In my organizing work with the Chinese Staff and Workers' Association (CSWA) in New York City, I have seen how toothless voluntary compliance measures and codes of conduct actually are in holding retailers responsible for working conditions. I recently worked on a case in which workers from two of the largest sweatshops in Brooklyn were forced to make Street Beat Sportswear garments for more than 137 hours in a single week for retailers like Sears. These workers were owed almost $300,000 in minimum wage and overtime pay and damages. Three years earlier, Street Beat Sportswear had signed two compliance agreements with the Department of Labor (DOL). On paper, these compliance agreements looked good. Street Beat agreed to use contractors that obeyed the law. But when the workers traveled to Washington, D.C. to demand that the agreements be enforced, the DOL said there was nothing that it could do. In fact, the DOL has never prosecuted manufacturers for violations of compliance agreements. The DOL simply came back and did what it usually does—it asked the workers to settle for $58,000, less than one fifth of what they were legally owed.
The Street Beat workers quickly realized that if they wanted their rights they would have to organize and take their futures into their own hands. They decided to join with the CSWA and enlist the support of other workers from other industries. At CSWA, we knew that it would be futile to wait for yet another compliance agreement to be signed. We have seen that the government agencies that are supposed to enforce basic laws lack the will to confront the sweatshop problems in this country. As one Street Beat worker said, “In the factory the boss knows no human kindness. Even though I’m in the U.S. I have not been able to enjoy any human rights.”
We not only asked for the wages owed but also launched a citywide campaign to challenge mandatory overtime. We demanded that Sears commit to ensuring that all its goods be produced in law-abiding factories. And to preempt the standard tactic of corporations to threaten to move work away in retaliation against our organizing, we also demanded that the company make sure that 75 percent of its goods be produced in local communities. In the face of death threats and fear of violence, the Street Beat workers struggled, organized, and eventually recouped the wages they were owed and an additional sum for damages.
Manufacturers and retailers, with vast financial resources, will often rely on the lengthy, sometimes years’ long, legal process to demoralize workers. This group of workers not only used the legal process to file suit against the apparel makers, it also organized its coworkers, galvanized the support of workers of all trades in the community, and publicly exposed illegal conditions in the industry.

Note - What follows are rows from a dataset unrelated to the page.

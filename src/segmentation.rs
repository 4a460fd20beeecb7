use anyhow::{ensure, Context, Result};
use image::{GrayImage, Luma, Rgb, RgbImage};
use imageproc::distance_transform::Norm;
use imageproc::morphology::erode;
use palette::{FromColor, Hsv, Srgb};
use std::path::Path;

use crate::config::SegmentationConfig;
use crate::voxel::FOREGROUND;

/// 8bit HSV (H: 0-179, S/V: 0-255)
pub fn rgb_to_hsv(pixel: &Rgb<u8>) -> [u8; 3] {
    let [r, g, b] = pixel.0;
    let rgb: Srgb<f32> = Srgb::new(r, g, b).into_format();
    let hsv: Hsv = Hsv::from_color(rgb);

    let h = (hsv.hue.to_positive_degrees() / 2.0).round() as u32 % 180;
    let s = (hsv.saturation * 255.0).round().clamp(0.0, 255.0);
    let v = (hsv.value * 255.0).round().clamp(0.0, 255.0);
    [h as u8, s as u8, v as u8]
}

/// 色相差 (0-179 の環状)
fn hue_distance(a: u8, b: u8) -> u8 {
    let d = a.abs_diff(b);
    d.min(180u8.saturating_sub(d))
}

/// 背景画像との HSV 差分による前景抽出
pub struct BackgroundModel {
    width: u32,
    height: u32,
    hsv: Vec<[u8; 3]>,
    config: SegmentationConfig,
}

impl BackgroundModel {
    pub fn new(background: &RgbImage, config: &SegmentationConfig) -> Self {
        Self {
            width: background.width(),
            height: background.height(),
            hsv: background.pixels().map(rgb_to_hsv).collect(),
            config: config.clone(),
        }
    }

    pub fn from_file<P: AsRef<Path>>(path: P, config: &SegmentationConfig) -> Result<Self> {
        let path = path.as_ref();
        let img = image::open(path)
            .with_context(|| format!("Failed to read background image {}", path.display()))?;
        Ok(Self::new(&img.into_rgb8(), config))
    }

    pub fn dimensions(&self) -> (u32, u32) {
        (self.width, self.height)
    }

    /// 背景との差分だけの二値マスク (モルフォロジー処理前)
    pub fn raw_mask(&self, frame: &RgbImage) -> Result<GrayImage> {
        ensure!(
            frame.dimensions() == self.dimensions(),
            "Frame is {:?}, background is {:?}",
            frame.dimensions(),
            self.dimensions()
        );

        let c = &self.config;
        let mut mask = GrayImage::new(self.width, self.height);
        for ((pixel, bg), out) in frame.pixels().zip(&self.hsv).zip(mask.pixels_mut()) {
            let [h, s, v] = rgb_to_hsv(pixel);
            let dh = hue_distance(h, bg[0]);
            let ds = s.abs_diff(bg[1]);
            let dv = v.abs_diff(bg[2]);
            if (dh > c.threshold_h && ds > c.threshold_s) || dv > c.threshold_v {
                *out = Luma([FOREGROUND]);
            }
        }
        Ok(mask)
    }

    /// 前景マスク (0 / 255)
    ///
    /// 差分のあと 3x3 収縮 → 5x5 十字膨張を `dilate_iterations` 回 → 3x3 収縮。
    pub fn foreground_mask(&self, frame: &RgbImage) -> Result<GrayImage> {
        let mut mask = erode(&self.raw_mask(frame)?, Norm::LInf, 1);
        for _ in 0..self.config.dilate_iterations {
            mask = dilate_cross(&mask, CROSS_RADIUS);
        }
        Ok(erode(&mask, Norm::LInf, 1))
    }
}

/// 十字膨張の腕の長さ (5x5)
const CROSS_RADIUS: u32 = 2;

/// 十字形 (縦横に `radius` 画素) の構造要素による二値膨張
pub fn dilate_cross(mask: &GrayImage, radius: u32) -> GrayImage {
    let (width, height) = mask.dimensions();
    let mut out = GrayImage::new(width, height);
    for (x, y, pixel) in mask.enumerate_pixels() {
        if pixel[0] == 0 {
            continue;
        }
        for xx in x.saturating_sub(radius)..=(x + radius).min(width - 1) {
            out.put_pixel(xx, y, Luma([FOREGROUND]));
        }
        for yy in y.saturating_sub(radius)..=(y + radius).min(height - 1) {
            out.put_pixel(x, yy, Luma([FOREGROUND]));
        }
    }
    out
}

/// マスクが非ゼロの画素だけ残し、他は黒にする
pub fn extract_foreground(frame: &RgbImage, mask: &GrayImage) -> Result<RgbImage> {
    ensure!(
        frame.dimensions() == mask.dimensions(),
        "Frame is {:?}, mask is {:?}",
        frame.dimensions(),
        mask.dimensions()
    );

    let mut out = RgbImage::new(frame.width(), frame.height());
    for ((src, m), dst) in frame.pixels().zip(mask.pixels()).zip(out.pixels_mut()) {
        if m[0] != 0 {
            *dst = *src;
        }
    }
    Ok(out)
}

The workers and their struggle became central in bringing together garment workers and young workers in other industries to organize and fight for better conditions. With each passing day, more workers and supporters came forward. Instead of waiting and becoming demoralized, the workers became more active. The struggle and the courage of these workers have inspired many other garment workers to come forward with complaints.
One of the many workers who became involved in the Street Beat campaign was Oi Kwan Lai, a garment worker at a Donna Karan factory in midtown Manhattan. For six years she had been forced to work mandatory overtime without overtime pay and in a factory with prison-like conditions—padlocked bathrooms, surveillance cameras, constant verbal abuse, retaliatory firings, body searches and frisking. When she was not permitted to even take a phone call from her husband while her daughter was sick at home, Mrs. Lai decided to take steps to expose how bad conditions in this country are. She sought the help of CSWA’s garment workers’ committee and launched a campaign to expose the terrible conditions that she endured while sewing garments for Donna Karan. Her courage and initiative emboldened many other Latina and Chinese DKNY workers to step forward.
DKNY’s immediate response was not to pay these workers or improve the conditions at its factory but to shut the factory down, as a way to shut up its workers. These women have launched the first class-action suit on behalf of all Donna Karan garment workers in New York State, totally bypassing the many layers of the subcontracting pyramid to hit the employer at the top. Aside from demanding their owed wages, the women are insisting that Donna Karan re-open its factories, ensure that its women workers will no longer suffer harassment, and not close factories when workers speak up for their rights. Last, the workers are demanding that DKNY commit to producing clothing under legal conditions.
Donna Karan's public relations defense of these deplorable conditions is: "We use union contractors." Yet Kwan Lai is a member of Local 22 of UNITE!, which did not keep her from being underpaid and abused. In Manhattan's Chinatown, close to 90 percent of the factories are union shops. Yet, according to research released by the DOL, 90 percent of the factories in Chinatown are in violation of basic labor laws. Even in these union shops, workers are being paid a wage as low as $1 an hour and work 12 to 16 hour workdays with no overtime pay. As a result of excessively long hours, countless women are developing work-related injuries and illnesses. There is no alternative for the many women who develop these occupational diseases, except to continue working until they are completely disabled.
We cannot afford to give these manufacturers and retailers even more paperwork, such as a code of conduct, to hide behind or allow them to continue to promote the empty promise of the union label. When workers come together to challenge the rising tide of sweatshop conditions, then we are striving for a change that affects our lives and is felt throughout our communities, not something that exists only on paper.